THE TASK >>
Below is a listing; repeat exactly the lines from the one containing "w.run_worker_loop().await;" to the one containing "(per-minute for duration-based", both included.

DATA FOR THIS TASK >>
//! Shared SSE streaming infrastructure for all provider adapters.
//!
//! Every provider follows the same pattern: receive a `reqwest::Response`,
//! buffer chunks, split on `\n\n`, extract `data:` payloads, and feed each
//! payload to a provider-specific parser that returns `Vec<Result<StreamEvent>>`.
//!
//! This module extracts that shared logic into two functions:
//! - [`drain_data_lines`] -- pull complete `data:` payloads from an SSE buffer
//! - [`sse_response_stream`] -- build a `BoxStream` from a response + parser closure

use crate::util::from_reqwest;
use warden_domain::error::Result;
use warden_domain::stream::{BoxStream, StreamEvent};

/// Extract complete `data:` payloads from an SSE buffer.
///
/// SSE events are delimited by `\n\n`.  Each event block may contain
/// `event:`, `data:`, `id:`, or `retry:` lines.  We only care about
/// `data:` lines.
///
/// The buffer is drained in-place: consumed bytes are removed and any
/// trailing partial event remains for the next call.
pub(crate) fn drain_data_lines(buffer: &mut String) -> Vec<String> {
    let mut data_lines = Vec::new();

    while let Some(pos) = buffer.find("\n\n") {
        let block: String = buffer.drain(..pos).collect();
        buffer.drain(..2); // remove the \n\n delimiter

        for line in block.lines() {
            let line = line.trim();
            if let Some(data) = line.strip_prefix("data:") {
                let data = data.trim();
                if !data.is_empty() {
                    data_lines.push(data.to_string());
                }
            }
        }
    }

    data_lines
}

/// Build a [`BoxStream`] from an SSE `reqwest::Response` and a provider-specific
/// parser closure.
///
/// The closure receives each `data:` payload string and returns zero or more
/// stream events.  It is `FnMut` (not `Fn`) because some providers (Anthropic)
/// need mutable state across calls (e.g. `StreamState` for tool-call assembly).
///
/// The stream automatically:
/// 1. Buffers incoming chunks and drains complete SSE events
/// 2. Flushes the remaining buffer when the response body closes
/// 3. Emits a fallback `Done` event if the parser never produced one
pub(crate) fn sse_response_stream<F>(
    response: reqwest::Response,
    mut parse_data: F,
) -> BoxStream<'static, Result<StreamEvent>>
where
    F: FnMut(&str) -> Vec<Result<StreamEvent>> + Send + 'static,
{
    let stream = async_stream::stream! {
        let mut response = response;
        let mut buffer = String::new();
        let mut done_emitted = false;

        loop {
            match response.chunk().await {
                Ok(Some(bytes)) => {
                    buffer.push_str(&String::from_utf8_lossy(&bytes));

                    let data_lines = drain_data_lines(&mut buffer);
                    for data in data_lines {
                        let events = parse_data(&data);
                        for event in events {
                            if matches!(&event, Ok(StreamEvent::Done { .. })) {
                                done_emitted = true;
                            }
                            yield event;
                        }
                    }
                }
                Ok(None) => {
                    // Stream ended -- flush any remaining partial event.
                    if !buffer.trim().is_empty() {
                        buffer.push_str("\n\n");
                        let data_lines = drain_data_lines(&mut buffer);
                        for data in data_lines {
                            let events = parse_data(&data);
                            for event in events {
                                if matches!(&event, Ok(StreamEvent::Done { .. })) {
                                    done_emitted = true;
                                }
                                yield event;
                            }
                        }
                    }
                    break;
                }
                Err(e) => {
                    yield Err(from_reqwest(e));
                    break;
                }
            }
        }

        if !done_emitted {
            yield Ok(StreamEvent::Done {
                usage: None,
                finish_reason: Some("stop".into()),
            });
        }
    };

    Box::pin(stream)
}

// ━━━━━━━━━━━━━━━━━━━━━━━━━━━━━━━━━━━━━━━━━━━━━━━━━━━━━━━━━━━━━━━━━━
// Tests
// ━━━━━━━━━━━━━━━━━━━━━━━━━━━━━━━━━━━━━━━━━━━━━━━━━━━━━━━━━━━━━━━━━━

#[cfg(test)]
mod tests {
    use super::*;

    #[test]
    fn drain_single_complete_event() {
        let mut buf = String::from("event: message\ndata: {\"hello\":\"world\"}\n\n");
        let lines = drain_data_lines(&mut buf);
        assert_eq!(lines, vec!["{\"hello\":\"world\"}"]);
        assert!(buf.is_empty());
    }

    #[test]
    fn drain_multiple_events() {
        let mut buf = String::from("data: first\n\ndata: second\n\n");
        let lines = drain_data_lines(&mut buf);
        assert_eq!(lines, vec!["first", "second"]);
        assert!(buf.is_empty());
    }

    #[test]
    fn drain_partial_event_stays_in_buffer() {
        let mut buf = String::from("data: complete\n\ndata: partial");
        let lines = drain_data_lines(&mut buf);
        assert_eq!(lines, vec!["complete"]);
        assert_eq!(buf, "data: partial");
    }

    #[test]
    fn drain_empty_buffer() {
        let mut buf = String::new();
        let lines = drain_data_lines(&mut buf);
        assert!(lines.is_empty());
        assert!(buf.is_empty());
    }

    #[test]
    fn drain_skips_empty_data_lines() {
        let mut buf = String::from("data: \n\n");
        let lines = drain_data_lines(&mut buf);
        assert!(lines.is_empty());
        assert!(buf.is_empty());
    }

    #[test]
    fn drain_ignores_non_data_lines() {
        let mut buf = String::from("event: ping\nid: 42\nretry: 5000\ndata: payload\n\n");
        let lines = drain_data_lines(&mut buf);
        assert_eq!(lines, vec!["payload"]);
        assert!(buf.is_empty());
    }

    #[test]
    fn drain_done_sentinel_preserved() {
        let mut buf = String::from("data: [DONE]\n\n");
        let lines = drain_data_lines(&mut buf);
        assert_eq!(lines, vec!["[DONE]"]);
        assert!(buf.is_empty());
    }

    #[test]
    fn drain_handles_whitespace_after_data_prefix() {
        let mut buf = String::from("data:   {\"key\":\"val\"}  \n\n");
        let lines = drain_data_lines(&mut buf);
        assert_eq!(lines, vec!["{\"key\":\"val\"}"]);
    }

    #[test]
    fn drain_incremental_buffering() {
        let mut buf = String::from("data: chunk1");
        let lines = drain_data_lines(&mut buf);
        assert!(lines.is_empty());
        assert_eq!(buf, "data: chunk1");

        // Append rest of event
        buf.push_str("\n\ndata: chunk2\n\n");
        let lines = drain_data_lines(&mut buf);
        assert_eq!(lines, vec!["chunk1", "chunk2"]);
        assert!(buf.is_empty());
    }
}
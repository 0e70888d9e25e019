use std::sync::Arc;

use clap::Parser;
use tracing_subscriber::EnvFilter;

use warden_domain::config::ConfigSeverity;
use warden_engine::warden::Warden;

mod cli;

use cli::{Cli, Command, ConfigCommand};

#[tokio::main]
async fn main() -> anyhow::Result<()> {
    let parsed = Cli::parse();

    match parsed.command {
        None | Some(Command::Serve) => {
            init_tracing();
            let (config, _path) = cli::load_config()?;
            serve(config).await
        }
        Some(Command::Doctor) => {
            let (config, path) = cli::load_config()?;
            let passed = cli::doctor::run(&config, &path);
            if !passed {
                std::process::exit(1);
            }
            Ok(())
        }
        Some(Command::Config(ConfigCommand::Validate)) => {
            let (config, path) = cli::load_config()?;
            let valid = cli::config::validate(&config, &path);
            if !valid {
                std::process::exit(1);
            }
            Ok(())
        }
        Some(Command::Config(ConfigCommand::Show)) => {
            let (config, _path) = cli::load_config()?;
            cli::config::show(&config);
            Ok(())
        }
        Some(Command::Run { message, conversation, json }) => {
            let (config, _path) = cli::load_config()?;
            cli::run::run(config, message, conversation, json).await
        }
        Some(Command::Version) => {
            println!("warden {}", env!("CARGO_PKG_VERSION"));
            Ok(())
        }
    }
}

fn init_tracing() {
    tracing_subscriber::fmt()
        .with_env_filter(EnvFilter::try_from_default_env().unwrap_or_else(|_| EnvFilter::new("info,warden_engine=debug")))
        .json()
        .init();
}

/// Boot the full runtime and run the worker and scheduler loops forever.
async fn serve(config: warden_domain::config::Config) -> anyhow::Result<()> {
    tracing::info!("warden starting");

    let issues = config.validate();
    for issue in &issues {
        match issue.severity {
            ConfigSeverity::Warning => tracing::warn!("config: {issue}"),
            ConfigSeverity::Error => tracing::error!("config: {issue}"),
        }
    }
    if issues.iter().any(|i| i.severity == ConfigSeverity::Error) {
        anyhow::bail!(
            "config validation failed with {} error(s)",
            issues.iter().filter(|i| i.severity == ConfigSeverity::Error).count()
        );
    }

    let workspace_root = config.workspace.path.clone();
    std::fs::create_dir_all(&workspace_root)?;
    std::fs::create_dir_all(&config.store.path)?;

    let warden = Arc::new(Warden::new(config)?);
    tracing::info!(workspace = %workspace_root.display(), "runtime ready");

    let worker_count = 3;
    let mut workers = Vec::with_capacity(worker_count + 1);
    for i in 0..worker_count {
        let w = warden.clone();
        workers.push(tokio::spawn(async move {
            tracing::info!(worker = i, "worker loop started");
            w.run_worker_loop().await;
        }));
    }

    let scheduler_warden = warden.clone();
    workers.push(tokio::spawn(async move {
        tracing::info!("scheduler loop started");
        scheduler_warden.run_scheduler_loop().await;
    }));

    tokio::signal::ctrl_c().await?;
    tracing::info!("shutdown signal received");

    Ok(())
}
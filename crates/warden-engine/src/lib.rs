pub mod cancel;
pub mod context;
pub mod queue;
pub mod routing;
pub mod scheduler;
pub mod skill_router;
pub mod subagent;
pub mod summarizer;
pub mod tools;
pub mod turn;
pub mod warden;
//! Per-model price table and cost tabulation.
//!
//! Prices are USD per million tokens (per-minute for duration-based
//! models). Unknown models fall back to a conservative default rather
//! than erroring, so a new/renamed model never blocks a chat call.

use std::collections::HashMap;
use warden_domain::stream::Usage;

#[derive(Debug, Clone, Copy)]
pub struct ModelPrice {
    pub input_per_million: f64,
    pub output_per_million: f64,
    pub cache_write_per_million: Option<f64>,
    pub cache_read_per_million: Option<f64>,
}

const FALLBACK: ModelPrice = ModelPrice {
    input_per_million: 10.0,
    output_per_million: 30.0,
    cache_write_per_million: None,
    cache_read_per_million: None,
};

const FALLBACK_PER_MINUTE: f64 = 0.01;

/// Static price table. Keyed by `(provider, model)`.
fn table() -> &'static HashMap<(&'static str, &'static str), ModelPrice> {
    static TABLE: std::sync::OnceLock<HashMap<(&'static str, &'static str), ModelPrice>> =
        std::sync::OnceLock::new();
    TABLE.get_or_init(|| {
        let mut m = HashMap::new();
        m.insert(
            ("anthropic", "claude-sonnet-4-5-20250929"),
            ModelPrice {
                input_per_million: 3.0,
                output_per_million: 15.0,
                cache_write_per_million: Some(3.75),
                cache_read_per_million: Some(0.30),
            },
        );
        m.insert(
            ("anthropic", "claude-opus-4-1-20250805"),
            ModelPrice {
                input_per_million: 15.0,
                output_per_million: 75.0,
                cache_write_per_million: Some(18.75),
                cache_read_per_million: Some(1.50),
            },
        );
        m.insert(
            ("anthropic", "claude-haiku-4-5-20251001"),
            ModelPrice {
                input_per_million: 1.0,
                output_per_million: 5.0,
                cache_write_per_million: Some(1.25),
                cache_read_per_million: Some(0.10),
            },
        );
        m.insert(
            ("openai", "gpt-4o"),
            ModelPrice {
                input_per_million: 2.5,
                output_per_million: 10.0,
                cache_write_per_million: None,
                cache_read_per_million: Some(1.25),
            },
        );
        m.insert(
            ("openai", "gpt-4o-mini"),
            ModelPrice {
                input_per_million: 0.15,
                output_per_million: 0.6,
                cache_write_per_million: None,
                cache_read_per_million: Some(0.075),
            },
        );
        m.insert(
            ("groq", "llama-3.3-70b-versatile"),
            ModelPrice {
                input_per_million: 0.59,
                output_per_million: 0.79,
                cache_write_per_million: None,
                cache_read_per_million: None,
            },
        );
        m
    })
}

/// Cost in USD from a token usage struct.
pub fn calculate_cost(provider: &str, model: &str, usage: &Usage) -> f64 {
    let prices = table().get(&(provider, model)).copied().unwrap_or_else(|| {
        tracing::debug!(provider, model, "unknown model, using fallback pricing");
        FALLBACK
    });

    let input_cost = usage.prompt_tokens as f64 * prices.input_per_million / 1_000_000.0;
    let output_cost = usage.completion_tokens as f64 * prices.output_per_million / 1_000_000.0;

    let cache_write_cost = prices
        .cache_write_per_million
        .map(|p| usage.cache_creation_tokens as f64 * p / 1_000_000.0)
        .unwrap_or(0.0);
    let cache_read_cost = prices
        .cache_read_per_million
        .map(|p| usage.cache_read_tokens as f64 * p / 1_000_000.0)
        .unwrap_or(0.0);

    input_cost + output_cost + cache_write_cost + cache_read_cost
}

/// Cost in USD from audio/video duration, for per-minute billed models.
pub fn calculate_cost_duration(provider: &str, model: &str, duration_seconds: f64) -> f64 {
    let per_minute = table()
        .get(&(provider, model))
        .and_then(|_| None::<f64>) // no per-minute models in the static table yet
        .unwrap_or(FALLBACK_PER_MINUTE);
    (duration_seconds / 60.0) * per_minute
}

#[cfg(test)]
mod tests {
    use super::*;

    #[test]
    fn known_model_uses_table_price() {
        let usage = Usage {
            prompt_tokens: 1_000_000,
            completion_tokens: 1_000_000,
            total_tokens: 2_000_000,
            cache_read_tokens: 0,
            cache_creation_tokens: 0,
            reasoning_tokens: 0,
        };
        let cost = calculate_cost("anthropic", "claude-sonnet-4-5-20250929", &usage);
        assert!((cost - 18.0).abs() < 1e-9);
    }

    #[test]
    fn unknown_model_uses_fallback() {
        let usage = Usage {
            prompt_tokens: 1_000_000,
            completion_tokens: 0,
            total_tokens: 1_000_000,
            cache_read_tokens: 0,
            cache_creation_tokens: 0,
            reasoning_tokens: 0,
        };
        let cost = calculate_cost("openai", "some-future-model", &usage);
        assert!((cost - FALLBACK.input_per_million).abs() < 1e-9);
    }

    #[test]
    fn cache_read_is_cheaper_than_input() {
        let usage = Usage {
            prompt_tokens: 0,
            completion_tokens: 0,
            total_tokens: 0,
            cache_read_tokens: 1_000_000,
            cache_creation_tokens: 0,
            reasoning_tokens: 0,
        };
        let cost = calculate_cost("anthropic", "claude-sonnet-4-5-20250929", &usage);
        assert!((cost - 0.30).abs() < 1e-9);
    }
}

YOUR RESPONSE >>
            w.run_worker_loop().await;
        }));
    }

    let scheduler_warden = warden.clone();
    workers.push(tokio::spawn(async move {
        tracing::info!("scheduler loop started");
        scheduler_warden.run_scheduler_loop().await;
    }));

    tokio::signal::ctrl_c().await?;
    tracing::info!("shutdown signal received");

    Ok(())
}
filename crates/warden-engine/src/lib.rs
pub mod cancel;
pub mod context;
pub mod queue;
pub mod routing;
pub mod scheduler;
pub mod skill_router;
pub mod subagent;
pub mod summarizer;
pub mod tools;
pub mod turn;
pub mod warden;
//! Per-model price table and cost tabulation.
//!
//! Prices are USD per million tokens (per-minute for duration-based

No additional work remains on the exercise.